Soprattutto nell’intraprendere la lettura di un libro di versi, soffermarsi sul titolo dell’opera di solito è gesto rivelatore della poetica e dell’emozione che sottendono il lavoro.
In questo caso, il tentativo non va immediatamente a buon fine.
Sin dalla prima pagina siamo coinvolti in una scrittura limpida e ben dipanata, all’apparenza del tutto naturale, suadente nel ritmo, e la prima impressione lì per lì potrebbe trarre in inganno sulla profondità della meditazione e sul nucleo emotivo e artistico di Roberto Raieli.
Ma subito la silloge rivela ben altro: una tessitura strutturale molto curata, talora espressa nella forma chiusa del sonetto, e insomma a pag 55 si comprende al meglio anche il senso della raccolta e dell’intitolazione prescelta. Esiste una realtà tra verso e verso fatta di nulla, vuoto crudele e curioso, che ha più senso di quella che la penna, anche la penna abile di un poeta, riesca mai a cogliere e il verso a rivelare.
Non è possibile con i mezzi umani intercettare quell’oscurità che, senza dubbio, ci circonda. Pertanto, da esseri limitati, solo possiamo avvicinarci a momenti dell’accadere e dell’anima parcellizzati e di consistenza piuttosto friabile.
La mia vista è sfocata da rivoli tossici/ossessionata dall’invidiare la luce/ che buca questo tetto ai miei sogni/ l’universo è di là dal mio corpo.
In questa sorta di diario, nel quale le date relative alla composizione dei testi sono rimescolate, il poeta prova anche un viaggio a ritroso nel tempo, nel tentativo di imprigionare più severamente lacerti di animo e di vero, servendosi di un verso apparentemente minimale, si diceva, ma con l’occhio proteso alla grande tradizione, probabilmente da Dante a Orazio a Montale della maglia rotta nella rete o degli ossi di seppia sottili, per nominarne solo qualcuno.
Alto è l’anelito dell’uomo: la nostra sorte è l’eterno o l’eterno scomparire.
Raieli, in questa impossibilità di innalzamento, in verità segnato nella nostra nascita (eppure siamo nati per sfere più elevate), si paragona a un uccello impagliato che tenta il volo per scontrarsi con un muro.
Nemmeno le cose materiali hanno bisogno di noi.
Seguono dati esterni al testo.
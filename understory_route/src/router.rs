// Copyright 2025 the Understory Authors
// SPDX-License-Identifier: Apache-2.0 OR MIT

//! Router trait, request and result types, and the [`route`] entry point.

use alloc::vec::Vec;

use kurbo::{Point, Rect};

use crate::config::RouteConfig;
use crate::error::RouteError;
use crate::geometry::{Direction, is_finite_point, is_finite_rect};
use crate::obstacle::ObstacleMap;
use crate::routers::{Manhattan, Metro, Orthogonal, RightAngle};

/// One end of a link: a bare point or an element's bounding rectangle.
#[derive(Clone, Copy, Debug, PartialEq)]
pub enum Anchor {
    /// A fixed point.
    Point(Point),
    /// An element box; routes start or end on its boundary.
    Rect(Rect),
}

impl Anchor {
    /// The point a route is aimed at: the point itself, or the rectangle's centre.
    pub fn reference(&self) -> Point {
        match self {
            Self::Point(p) => *p,
            Self::Rect(r) => r.center(),
        }
    }

    /// The anchor's box; a zero-size box for points.
    pub fn bounds(&self) -> Rect {
        match self {
            Self::Point(p) => Rect::from_points(*p, *p),
            Self::Rect(r) => r.abs(),
        }
    }

    /// The rectangle, if this anchor is one.
    pub fn rect(&self) -> Option<Rect> {
        match self {
            Self::Point(_) => None,
            Self::Rect(r) => Some(r.abs()),
        }
    }

    pub(crate) fn is_finite(&self) -> bool {
        match self {
            Self::Point(p) => is_finite_point(*p),
            Self::Rect(r) => is_finite_rect(r),
        }
    }
}

impl From<Point> for Anchor {
    fn from(p: Point) -> Self {
        Self::Point(p)
    }
}

impl From<Rect> for Anchor {
    fn from(r: Rect) -> Self {
        Self::Rect(r)
    }
}

/// A computed route.
#[derive(Clone, Debug, PartialEq)]
pub struct Route {
    /// Ordered points from the resolved source anchor to the resolved target anchor.
    pub points: Vec<Point>,
    /// True if at least one leg could not be searched and used the fallback bend.
    pub degraded: bool,
    /// Direction of the final segment; pass it back as
    /// [`RouteConfig::previous_direction`] on the next call.
    pub last_direction: Option<Direction>,
}

impl Route {
    /// Sum of segment lengths.
    pub fn length(&self) -> f64 {
        self.points.windows(2).map(|w| w[0].distance(w[1])).sum()
    }
}

/// Everything a router needs for one link.
#[derive(Clone, Copy, Debug)]
pub struct RouteRequest<'a> {
    /// Where the route starts.
    pub source: Anchor,
    /// Where the route ends.
    pub target: Anchor,
    /// Points the route must visit, in order.
    pub vertices: &'a [Point],
    /// Obstacles to avoid (ignored by routers that do not avoid obstacles).
    pub obstacles: &'a ObstacleMap,
    /// Router configuration.
    pub config: &'a RouteConfig,
}

impl RouteRequest<'_> {
    /// Validate the configuration and reject non-finite coordinates.
    pub fn validate(&self) -> Result<(), RouteError> {
        self.config.validate()?;
        if !(self.source.is_finite()
            && self.target.is_finite()
            && self.vertices.iter().copied().all(is_finite_point))
        {
            return Err(RouteError::NonFiniteInput);
        }
        Ok(())
    }
}

/// A routing strategy.
///
/// Implementations are pure functions of the request: they keep no state between
/// calls and never fail once the request validates.
pub trait Router {
    /// Compute a route for `request`.
    fn route(&self, request: &RouteRequest<'_>) -> Result<Route, RouteError>;
}

/// The built-in routers.
#[derive(Clone, Copy, Debug, PartialEq, Eq, Hash)]
pub enum RouterKind {
    /// Bend-minimizing orthogonal router; ignores obstacles.
    Orthogonal,
    /// Obstacle-avoiding grid search with horizontal and vertical moves.
    Manhattan,
    /// Obstacle-avoiding grid search that also allows 45 degree moves.
    Metro,
    /// Side-aware right-angle router; ignores obstacles.
    RightAngle,
}

impl Router for RouterKind {
    fn route(&self, request: &RouteRequest<'_>) -> Result<Route, RouteError> {
        match self {
            Self::Orthogonal => Orthogonal.route(request),
            Self::Manhattan => Manhattan.route(request),
            Self::Metro => Metro.route(request),
            Self::RightAngle => RightAngle.route(request),
        }
    }
}

/// Route a link from `source` to `target` through `vertices`, avoiding `obstacles`.
///
/// Builds a fresh [`ObstacleMap`] with the configured cell size and dispatches to
/// the router selected by `kind`. Returns an error only for invalid configuration
/// or non-finite input; a search that cannot complete yields a degraded route.
pub fn route(
    kind: RouterKind,
    source: impl Into<Anchor>,
    target: impl Into<Anchor>,
    vertices: &[Point],
    obstacles: &[Rect],
    config: &RouteConfig,
) -> Result<Route, RouteError> {
    config.validate()?;
    let index = if matches!(kind, RouterKind::Orthogonal | RouterKind::RightAngle) {
        ObstacleMap::empty()
    } else {
        ObstacleMap::build(obstacles, config.cell_size)?
    };
    let request = RouteRequest {
        source: source.into(),
        target: target.into(),
        vertices,
        obstacles: &index,
        config,
    };
    kind.route(&request)
}
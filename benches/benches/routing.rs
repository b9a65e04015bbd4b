// Copyright 2025 the Understory Authors
// SPDX-License-Identifier: Apache-2.0 OR MIT

use criterion::{Criterion, black_box, criterion_group, criterion_main};
use kurbo::{Line, Point, Rect};
use understory_connector::{ConnectorArgs, ConnectorKind, generate_curve};
use understory_route::{ObstacleMap, RouteConfig, RouterKind, route};

/// A row of walls with alternating openings at the top and bottom.
fn gen_slalom(walls: usize) -> Vec<Rect> {
    (0..walls)
        .map(|i| {
            let x0 = 100.0 + i as f64 * 100.0;
            if i % 2 == 0 {
                Rect::new(x0, -200.0, x0 + 20.0, 60.0)
            } else {
                Rect::new(x0, -20.0, x0 + 20.0, 240.0)
            }
        })
        .collect()
}

fn bench_routers(c: &mut Criterion) {
    let mut group = c.benchmark_group("route");
    let config = RouteConfig::default().with_max_iterations(100_000);
    for &walls in &[0usize, 2, 6] {
        let obstacles = gen_slalom(walls);
        let source = Rect::new(0.0, 0.0, 40.0, 40.0);
        let x = 140.0 + walls as f64 * 100.0;
        let target = Rect::new(x, 0.0, x + 40.0, 40.0);
        for kind in [
            RouterKind::Orthogonal,
            RouterKind::RightAngle,
            RouterKind::Manhattan,
            RouterKind::Metro,
        ] {
            group.bench_function(format!("{kind:?}_walls{walls}"), |b| {
                b.iter(|| {
                    let r = route(kind, source, target, &[], &obstacles, &config).unwrap();
                    black_box(r);
                })
            });
        }
    }
    group.finish();
}

fn bench_shared_obstacles(c: &mut Criterion) {
    use understory_route::{Anchor, Manhattan, RouteRequest, Router};

    let mut group = c.benchmark_group("route_shared");
    let config = RouteConfig::default().with_max_iterations(100_000);
    let map = ObstacleMap::build(&gen_slalom(4), config.cell_size).unwrap();
    group.bench_function("manhattan_prebuilt_map", |b| {
        b.iter(|| {
            let request = RouteRequest {
                source: Anchor::Point(Point::new(0.0, 20.0)),
                target: Anchor::Point(Point::new(560.0, 20.0)),
                vertices: &[],
                obstacles: &map,
                config: &config,
            };
            black_box(Manhattan.route(&request).unwrap());
        })
    });
    group.finish();
}

fn bench_connectors(c: &mut Criterion) {
    let mut group = c.benchmark_group("connect");
    let points: Vec<Point> = (1..64)
        .map(|i| Point::new(i as f64 * 20.0, if i % 2 == 0 { 0.0 } else { 40.0 }))
        .collect();
    let crossings: Vec<Line> = (0..64)
        .map(|i| {
            let x = 5.0 + i as f64 * 20.0;
            Line::new((x, -100.0), (x, 100.0))
        })
        .collect();
    let args = ConnectorArgs {
        crossings: &crossings,
        ..ConnectorArgs::default()
    };
    let source = Point::new(0.0, 0.0);
    let target = Point::new(1_300.0, 0.0);
    for kind in [
        ConnectorKind::Polyline,
        ConnectorKind::Rounded,
        ConnectorKind::Smooth,
        ConnectorKind::JumpOver,
        ConnectorKind::Curve,
    ] {
        group.bench_function(format!("{kind:?}"), |b| {
            b.iter(|| black_box(generate_curve(kind, source, target, &points, &args)))
        });
    }
    group.finish();
}

criterion_group!(
    benches,
    bench_routers,
    bench_shared_obstacles,
    bench_connectors
);
criterion_main!(benches);
impl Moves {
    fn directions(self) -> &'static [Direction] {
        match self {
            Self::Orthogonal => &[
                Direction::East,
                Direction::West,
                Direction::South,
                Direction::North,
            ],
            Self::Octilinear => &[
                Direction::East,
                Direction::SouthEast,
                Direction::South,
                Direction::SouthWest,
                Direction::West,
                Direction::NorthWest,
                Direction::North,
                Direction::NorthEast,
            ],
        }
    }

    fn sectors(self) -> u16 {
        match self {
            Self::Orthogonal => 4,
            Self::Octilinear => 8,
        }
    }
}

#[inline]
#[allow(
    clippy::cast_possible_truncation,
    reason = "Lattice keys are bounded by the iteration budget around the origin."
)]
fn round_to_i64(v: f64) -> i64 {
    v.round() as i64
}

/// Square lattice of side `step` with a node at `origin`.
#[derive(Clone, Copy, Debug)]
struct Lattice {
    origin: Point,
    step: f64,
}

impl Lattice {
    fn new(origin: Point, step: f64) -> Self {
        Self { origin, step }
    }

    fn key(&self, p: Point) -> Key {
        (
            round_to_i64((p.x - self.origin.x) / self.step),
            round_to_i64((p.y - self.origin.y) / self.step),
        )
    }

    fn point(&self, key: Key) -> Point {
        #[allow(
            clippy::cast_precision_loss,
            reason = "Lattice keys are small integers."
        )]
        let (i, j) = (key.0 as f64, key.1 as f64);
        Point::new(self.origin.x + i * self.step, self.origin.y + j * self.step)
    }

    /// Corners of the lattice cell containing `p`, nearest first.
    ///
    /// A point on a node yields just that node.
    fn around(&self, p: Point) -> Vec<Point> {
        let fx = (p.x - self.origin.x) / self.step;
        let fy = (p.y - self.origin.y) / self.step;
        let mut out: Vec<Point> = Vec::with_capacity(4);
        for i in [fx.floor(), fx.ceil()] {
            for j in [fy.floor(), fy.ceil()] {
                let node = Point::new(self.origin.x + i * self.step, self.origin.y + j * self.step);
                if !out.contains(&node) {
                    out.push(node);
                }
            }
        }
        out.sort_by(|a, b| p.distance(*a).total_cmp(&p.distance(*b)));
        out
    }
}

fn step_key(key: Key, direction: Direction) -> Key {
    let (di, dj) = direction.offset();
    (key.0 + di, key.1 + dj)
}

/// A lattice node a leg may start or end at.
#[derive(Clone, Debug)]
struct Port {
    node: Point,
    /// Points after `node` up to and including the anchor; empty when the node
    /// is the anchor.
    link: Vec<Point>,
}

/// Search state of one lattice node.
#[derive(Clone, Copy, Debug)]
struct Node {
    cost: f64,
    parent: Option<Key>,
    direction: Option<Direction>,
    turns: u32,
    closed: bool,
}

/// Open-set entry; the heap pops the lowest priority, most recently pushed first.
#[derive(Clone, Copy, Debug)]
struct Open {
    priority: f64,
    order: u64,
    key: Key,
    cost: f64,
}

impl PartialEq for Open {
    fn eq(&self, other: &Self) -> bool {
        self.cmp(other) == Ordering::Equal
    }
}

impl Eq for Open {}

impl PartialOrd for Open {
    fn partial_cmp(&self, other: &Self) -> Option<Ordering> {
        Some(self.cmp(other))
    }
}

impl Ord for Open {
    fn cmp(&self, other: &Self) -> Ordering {
        other
            .priority
            .total_cmp(&self.priority)
            .then(self.order.cmp(&other.order))
    }
}

/// Points of one leg and the direction it ends with.
#[derive(Clone, Debug)]
struct Leg {
    points: Vec<Point>,
    last_direction: Option<Direction>,
}

struct GridRouter<'a> {
    request: &'a RouteRequest<'a>,
    config: &'a RouteConfig,
    obstacles: &'a ObstacleMap,
    moves: Moves,
    padding: f64,
    penalties: TurnPenalties,
    diagonal_cost: f64,
}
Durante la nostra assenza, quando le lasciamo alla loro sorte, acquisiscono col velo di polvere un abito persino più naturale.
Nessuna traccia di noi/ del nostro fare tra gli oggetti/ così che ridiscuto l’importanza/ del nostro essere nel mondo….sul mio petto batte/ per sempre/ la notte.
L’asfissia del nulla provoca inadeguatezza della scrittura, ma anche desolazione nell’uomo, dagli orizzonti sempre troppo lontani, fragilità dei sentimenti che ora assoluti, spesso nel prosieguo s’infrangono, e persino crisi dei tempi e delle civiltà, che declinano talora indecifrabili. Dal relativismo che piega sul mondo, la finitudine dell’essere umano, destinato a piangere ancora in vita la sua morte, è il sentimento più tragico che ognuno è chiamato a sopportare.
E finalmente si coglie a pieno il fascino della raccolta, che scaturisce proprio dal contrasto tra la struttura di pacatezza classica, la prima a imporsi, e il senso drammatico della poesia di Raieli.